J Different Integers
Given a sequence of integers a 1 , a 2 , …, a n and q pairs of integers (l 1 , r 1 ), (l 2 , r 2 ), …, (l q , r q ), find count(l 1 , r 1 ),count(l 2 , r 2 ), …, count(l q , r q ) where count(i, j) is the number of different integers among a 1 , a 2 , …, a i , a j , a j + 1 ,…, a n .
输入描述:
The input consists of several test cases and is terminated by end-of-file.
The first line of each test cases contains two integers n and q.
The second line contains n integers a 1 , a 2 , …, a n .

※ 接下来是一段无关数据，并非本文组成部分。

//! Configuration constants.
//!
//! This module defines the defaults used throughout the reader: file locations,
//! fetch timing, the reserved catch-all pattern and size limits.

use std::time::Duration;

/// Pattern value reserved for the catch-all rule.
///
/// A rule registered under this pattern never takes part in substring matching;
/// it is only returned when the caller explicitly allows the default rule.
pub const DEFAULT_PATTERN: &str = "_default_";

// Default file locations (relative to the working directory)
pub const DEFAULT_RULES_FILE: &str = "url_configs.json";
pub const DEFAULT_UNMATCHED_JOURNAL_FILE: &str = "unconfigured_urls.json";
pub const DEFAULT_FAILED_JOURNAL_FILE: &str = "errored_urls.json";

/// Default User-Agent string for HTTP requests.
///
/// A generic desktop browser identification, sent with every attempt.
///
/// Users can override this via the `--user-agent` CLI flag.
pub const DEFAULT_USER_AGENT: &str =
    "Mozilla/5.0 (Windows NT 10.0; Win64; x64) AppleWebKit/537.36 (KHTML, like Gecko) Chrome/131.0.0.0 Safari/537.36";

// Fetch timing
/// Per-attempt request timeout in seconds
pub const DEFAULT_TIMEOUT_SECS: u64 = 20;
/// Number of retries after the initial attempt (total attempts = retries + 1)
pub const DEFAULT_MAX_RETRIES: usize = 5;
/// Fixed pause between two attempts, in seconds
pub const DEFAULT_WAIT_BETWEEN_SECS: u64 = 2;

/// Default per-attempt timeout as a `Duration`.
pub const DEFAULT_TIMEOUT: Duration = Duration::from_secs(DEFAULT_TIMEOUT_SECS);
/// Default pause between attempts as a `Duration`.
pub const DEFAULT_WAIT_BETWEEN: Duration = Duration::from_secs(DEFAULT_WAIT_BETWEEN_SECS);

// Selectors applied when a rule is added without explicit selectors
pub const DEFAULT_INCLUDE_SELECTORS: &[&str] = &["h1", "p"];
pub const DEFAULT_REMOVE_SELECTORS: &[&str] = &["button", "form", "style", "script", "iframe"];

// Error message and URL size limits
/// Maximum error message length in characters (2000 chars)
/// Error messages longer than this are truncated before they are journaled
pub const MAX_ERROR_MESSAGE_LENGTH: usize = 2000;
/// Maximum URL length accepted on the command line
pub const MAX_URL_LENGTH: usize = 2048;

/// Indentation used for every JSON file the reader writes.
pub const JSON_INDENT: &[u8] = b"    ";
//! Application configuration and constants.
//!
//! This module provides:
//! - Configuration constants (file names, fetch timing, limits)
//! - The library `Config` value passed to the reader at construction
//! - CLI option types and parsing

mod constants;
mod types;

// Re-export all constants
pub use constants::*;
pub use types::{Command, Config, GlobalOpts, LogFormat, LogLevel, Opt};
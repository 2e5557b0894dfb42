//! selective_web_reader: reduce web pages to the fragments that matter
//!
//! Pages are fetched with bounded retries, matched to a selection rule by URL
//! pattern, and reduced to the elements the rule's include selectors pick, minus
//! what its remove selectors strip, with hyperlinks made absolute. URLs without
//! a rule, and URLs that could not be fetched, are journaled once each.
//!
//! # Example
//!
//! ```no_run
//! use selective_web_reader::{Config, ProcessOptions, SelectiveReader};
//!
//! # fn main() -> Result<(), Box<dyn std::error::Error>> {
//! let config = Config {
//!     rules_path: std::path::PathBuf::from("url_configs.json"),
//!     max_retries: 2,
//!     ..Default::default()
//! };
//!
//! let mut reader = SelectiveReader::new(&config)?;
//! let markup = reader.process(
//!     "https://example.com/blog/post1",
//!     &ProcessOptions::from(&config),
//! )?;
//! println!("{}", markup);
//! # Ok(())
//! # }
//! ```
//!
//! # Concurrency
//!
//! Everything is blocking and single-threaded. Rule and journal files are
//! rewritten whole on each change without locking, so only one reader should
//! use a given set of files at a time.

pub mod config;
mod error_handling;
mod extract;
mod fetch;
pub mod initialization;
mod journal;
mod reader;
mod rules;
mod storage;
mod utils;

// Re-export public API
pub use config::Config;
pub use error_handling::{
    ExtractionError, FetchFailure, FetchFailureKind, InitializationError, ReaderError,
    StorageError,
};
pub use extract::{Extractor, MarkupEngine, ScraperEngine};
pub use fetch::{Exhausted, Fetcher, HttpTransport, Transport};
pub use journal::{Journal, JournalEntry, JournalKind, RecordOutcome};
pub use reader::{ProcessOptions, SelectiveReader};
pub use rules::{AddOutcome, RuleRecord, RuleStore, RuleTable, SelectionRule};
pub use storage::{FileBackend, MemoryBackend, PersistenceBackend};
pub use utils::validate_and_normalize_url;
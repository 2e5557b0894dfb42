//! Process-level setup: the logger and the HTTP client.
//!
//! Both return `InitializationError` so the binary can report setup failures
//! the same way it reports reader failures.

mod client;
mod logger;

pub use client::init_client;
pub use logger::init_logger_with;
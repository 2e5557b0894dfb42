//! HTTP client initialization.

use reqwest::blocking::{Client, ClientBuilder};

use crate::error_handling::InitializationError;

/// Builds the blocking client every fetch attempt goes through.
///
/// The client identifies itself with `user_agent` on every request and follows
/// redirects (reqwest's default policy). Timeouts are set per attempt by the
/// transport, not here.
///
/// # Errors
///
/// Returns `InitializationError::HttpClientError` if the TLS backend or the
/// header value is rejected.
pub fn init_client(user_agent: &str) -> Result<Client, InitializationError> {
    let client = ClientBuilder::new()
        .user_agent(user_agent.to_string())
        .build()?;
    Ok(client)
}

The i-th of the following q lines contains two integers l i and r i .
输出描述:
For each test case, print q integers which denote the result.
备注
* 1 ≤ n, q ≤ 10 5
* 1 ≤ a i ≤ n
* 1 ≤ l i , r i ≤ n
* The number of test cases does not exceed 10.
示例1:
输入
3 2
1 2 1
1 2
1 3
4 1
1 2 3 4
1 3
输出
2
1
3
题解:这题听直播题解的标准解法是树状数组,看了给的题解很久还是看不太懂,大佬的思想很活,之后看了别人2*n的内存空间的题解,得知原来可以这样:将a【i+n】=a【i】,就可以将1-i,j-n这样不连续的区间并集转化为连续的区间求并集,再用树状数组模板解即可。
#include<cstdio>
#include<map>
#include<algorithm>
using namespace std;
const int maxn=200000+100; ///括大一倍
int bit[maxn]; //树节点数组
int a[maxn]; //原数组
int Ans[maxn]; //询问结果
int n,m;
inline int lowbit(int x){
return x&(-x);
}
inline void Add(int x,int v){
while(x<=n){
bit[x]+=v;
x+=lowbit(x);
}
}
inline int getSum(int x){
int sum=0;
while(x>0){
sum+=bit[x];
x-=lowbit(x);
}
return sum;
}
struct Query{
int l,r;
int id;
}query[maxn];
inline bool cmp(Query aa,Query bb){
return aa.r<bb.r;
}
int main(){
map<int,int>M;
while(scanf("%d%d",&n,&m)==2){
M.clear();
for(int i=1;i<=n;i++){
scanf("%d",&a[i]);
a[n+i]=a[i];
bit[i]=bit[n+i]=0;
}
for(int i=1;i<=m;i++){
scanf("%d%d",&query[i].r,&query[i].l);
query[i].r+=n;
query[i].id=i;
}
n*=2;//扩大一倍
sort(query+1,query+m+1,cmp);
int pre=1;
for(int i=1;i<=m;i++){ //建树
for(int j=pre;j<=query[i].r;j++){
if(M[a[j]]!=0){
Add(M[a[j]],-1);
}
Add(j,1);
M[a[j]]=j;//标记
}
pre=query[i].r+1;
Ans[query[i].id]=getSum(query[i].r)-getSum(query[i].l-1);
}
for(int i=1;i<=m;i++) printf("%d\n",Ans[i]);
}
} 离线+莫队算法代码:
莫队算法的使用,我们只需要维护每个数出现的频率即可,当出现频率减到0时tmp值减一,当频率从0到1是,tmp值加一.
#include<algorithm>
#include<iostream>
#include<cstring>
#include<cmath>
using namespace std;
const int maxn=100005;
int q,m;
int s[maxn],vis[maxn],md[maxn],Ans[maxn];
struct Query{
int lef,rig,id;
}Que[maxn];
bool cmp(struct Query a,struct Query b)
{
//很重要!!!不然会TLE
if(md[a.lef]!=md[b.lef])return a.lef<b.lef;//先同一块l排序,不在同一块就r排序
return a.rig<b.rig;
}
void modui()
{
int i,lef=0,rig=q+1,ans=0;
for(i=1;i<=m;i++)
{
while(rig<Que[i].rig)
{
vis[s[rig]]--;
if(vis[s[rig]]==0)
ans--;
rig++;
}
while(rig>Que[i].rig)
{
rig--;
if(vis[s[rig]]==0)
ans++;
vis[s[rig]]++;
}
while(lef<Que[i].lef)
{
lef++;
if(vis[s[lef]]==0)
ans++;
vis[s[lef]]++;
}
while(lef>Que[i].lef)
{
vis[s[lef]]--;
if(vis[s[lef]]==0)
ans--;
lef--;
}
Ans[Que[i].id]=ans;
}
return ;
}
int main()
{
int i,temp;
while(scanf("%d%d",&q,&m)!=EOF)
{
memset(vis,0,sizeof(vis));
memset(Ans,0,sizeof(Ans));
temp=sqrt(q); //分块
for(i=1;i<=q;i++)
{
scanf("%d",&s[i]);
md[i]=(i-1)/temp+1; //所属块
}
for(i=1;i<=m;i++)
{
scanf("%d%d",&Que[i].lef,&Que[i].rig);
Que[i].id=i;
}
sort(Que+1,Que+m+1,cmp);
modui();
for(i=1;i<=m;i++)printf("%d\n",Ans[i]);
}
return 0;
}